__EXERCISE INPUT__:
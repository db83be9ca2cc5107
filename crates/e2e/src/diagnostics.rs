//! Failure diagnostics capture
//!
//! Persists the rendered markup and a viewport screenshot as
//! `<category>_<unix-timestamp>.{html,png}`. Every artifact is best effort:
//! a capture error is logged and never replaces the failure being diagnosed.

use serde::{Deserialize, Serialize};
use std::path::PathBuf;
use tracing::{info, warn};

use crate::driver::Driver;

/// Artifacts written by one capture
#[derive(Debug, Clone, Default, PartialEq, Eq, Serialize, Deserialize)]
pub struct CaptureReport {
    pub html: Option<PathBuf>,
    pub screenshot: Option<PathBuf>,
}

impl CaptureReport {
    pub fn is_empty(&self) -> bool {
        self.html.is_none() && self.screenshot.is_none()
    }

    pub fn paths(&self) -> impl Iterator<Item = &PathBuf> {
        self.html.iter().chain(self.screenshot.iter())
    }
}

#[derive(Debug, Clone)]
pub struct Diagnostics {
    dir: PathBuf,
}

impl Diagnostics {
    pub fn new(dir: impl Into<PathBuf>) -> Self {
        Self { dir: dir.into() }
    }

    /// Capture markup and screenshot of the current page under `category`
    pub async fn capture(&self, driver: &dyn Driver, category: &str) -> CaptureReport {
        let mut report = CaptureReport::default();

        if let Err(e) = std::fs::create_dir_all(&self.dir) {
            warn!(
                "Cannot create diagnostics directory {}: {}",
                self.dir.display(),
                e
            );
            return report;
        }

        let stem = self.unique_stem(&slugify(category), chrono::Utc::now().timestamp());

        match driver.page_source().await {
            Ok(html) => {
                let path = self.dir.join(format!("{}.html", stem));
                match std::fs::write(&path, html) {
                    Ok(()) => report.html = Some(path),
                    Err(e) => warn!("Failed to write {}: {}", path.display(), e),
                }
            }
            Err(e) => warn!("Failed to read page source for diagnostics: {}", e),
        }

        match driver.screenshot().await {
            Ok(png) => {
                let path = self.dir.join(format!("{}.png", stem));
                match std::fs::write(&path, png) {
                    Ok(()) => report.screenshot = Some(path),
                    Err(e) => warn!("Failed to write {}: {}", path.display(), e),
                }
            }
            Err(e) => warn!("Failed to take screenshot for diagnostics: {}", e),
        }

        if !report.is_empty() {
            info!("Diagnostics saved under {} as {}", self.dir.display(), stem);
        }
        report
    }

    /// `<slug>_<ts>`, with `_<n>` appended while that stem is taken
    fn unique_stem(&self, slug: &str, timestamp: i64) -> String {
        let base = format!("{}_{}", slug, timestamp);
        let taken = |stem: &str| {
            self.dir.join(format!("{}.html", stem)).exists()
                || self.dir.join(format!("{}.png", stem)).exists()
        };

        if !taken(&base) {
            return base;
        }
        let mut n = 1;
        loop {
            let stem = format!("{}_{}", base, n);
            if !taken(&stem) {
                return stem;
            }
            n += 1;
        }
    }
}

/// Lowercase ASCII alphanumerics, everything else collapsed into `-`
pub fn slugify(category: &str) -> String {
    let mut slug = String::with_capacity(category.len());
    for c in category.chars() {
        if c.is_ascii_alphanumeric() {
            slug.push(c.to_ascii_lowercase());
        } else if !slug.ends_with('-') {
            slug.push('-');
        }
    }
    let slug = slug.trim_matches('-');
    if slug.is_empty() {
        "failure".to_string()
    } else {
        slug.to_string()
    }
}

__WHAT THE EXERCISE ASKS__: Every single line of the data above must be set down again exactly.

__SOLUTION__:
repository db83be9ca2cc5107
filename crates/e2e/src/diagnostics.rs
//! Failure diagnostics capture
//!
//! Persists the rendered markup and a viewport screenshot as
//! `<category>_<unix-timestamp>.{html,png}`. Every artifact is best effort:
//! a capture error is logged and never replaces the failure being diagnosed.

use serde::{Deserialize, Serialize};
use std::path::PathBuf;
use tracing::{info, warn};

use crate::driver::Driver;

/// Artifacts written by one capture
#[derive(Debug, Clone, Default, PartialEq, Eq, Serialize, Deserialize)]
pub struct CaptureReport {
    pub html: Option<PathBuf>,
    pub screenshot: Option<PathBuf>,
}

impl CaptureReport {
    pub fn is_empty(&self) -> bool {
        self.html.is_none() && self.screenshot.is_none()
    }

    pub fn paths(&self) -> impl Iterator<Item = &PathBuf> {
        self.html.iter().chain(self.screenshot.iter())
    }
}

#[derive(Debug, Clone)]
pub struct Diagnostics {
    dir: PathBuf,
}

impl Diagnostics {
    pub fn new(dir: impl Into<PathBuf>) -> Self {
        Self { dir: dir.into() }
    }

    /// Capture markup and screenshot of the current page under `category`
    pub async fn capture(&self, driver: &dyn Driver, category: &str) -> CaptureReport {
        let mut report = CaptureReport::default();

        if let Err(e) = std::fs::create_dir_all(&self.dir) {
            warn!(
                "Cannot create diagnostics directory {}: {}",
                self.dir.display(),
                e
            );
            return report;
        }

        let stem = self.unique_stem(&slugify(category), chrono::Utc::now().timestamp());

        match driver.page_source().await {
            Ok(html) => {
                let path = self.dir.join(format!("{}.html", stem));
                match std::fs::write(&path, html) {
                    Ok(()) => report.html = Some(path),
                    Err(e) => warn!("Failed to write {}: {}", path.display(), e),
                }
            }
            Err(e) => warn!("Failed to read page source for diagnostics: {}", e),
        }

        match driver.screenshot().await {
            Ok(png) => {
                let path = self.dir.join(format!("{}.png", stem));
                match std::fs::write(&path, png) {
                    Ok(()) => report.screenshot = Some(path),
                    Err(e) => warn!("Failed to write {}: {}", path.display(), e),
                }
            }
            Err(e) => warn!("Failed to take screenshot for diagnostics: {}", e),
        }

        if !report.is_empty() {
            info!("Diagnostics saved under {} as {}", self.dir.display(), stem);
        }
        report
    }

    /// `<slug>_<ts>`, with `_<n>` appended while that stem is taken
    fn unique_stem(&self, slug: &str, timestamp: i64) -> String {
        let base = format!("{}_{}", slug, timestamp);
        let taken = |stem: &str| {
            self.dir.join(format!("{}.html", stem)).exists()
                || self.dir.join(format!("{}.png", stem)).exists()
        };

        if !taken(&base) {
            return base;
        }
        let mut n = 1;
        loop {
            let stem = format!("{}_{}", base, n);
            if !taken(&stem) {
                return stem;
            }
            n += 1;
        }
    }
}

/// Lowercase ASCII alphanumerics, everything else collapsed into `-`
pub fn slugify(category: &str) -> String {
    let mut slug = String::with_capacity(category.len());
    for c in category.chars() {
        if c.is_ascii_alphanumeric() {
            slug.push(c.to_ascii_lowercase());
        } else if !slug.ends_with('-') {
            slug.push('-');
        }
    }
    let slug = slug.trim_matches('-');
    if slug.is_empty() {
        "failure".to_string()
    } else {
        slug.to_string()
    }
}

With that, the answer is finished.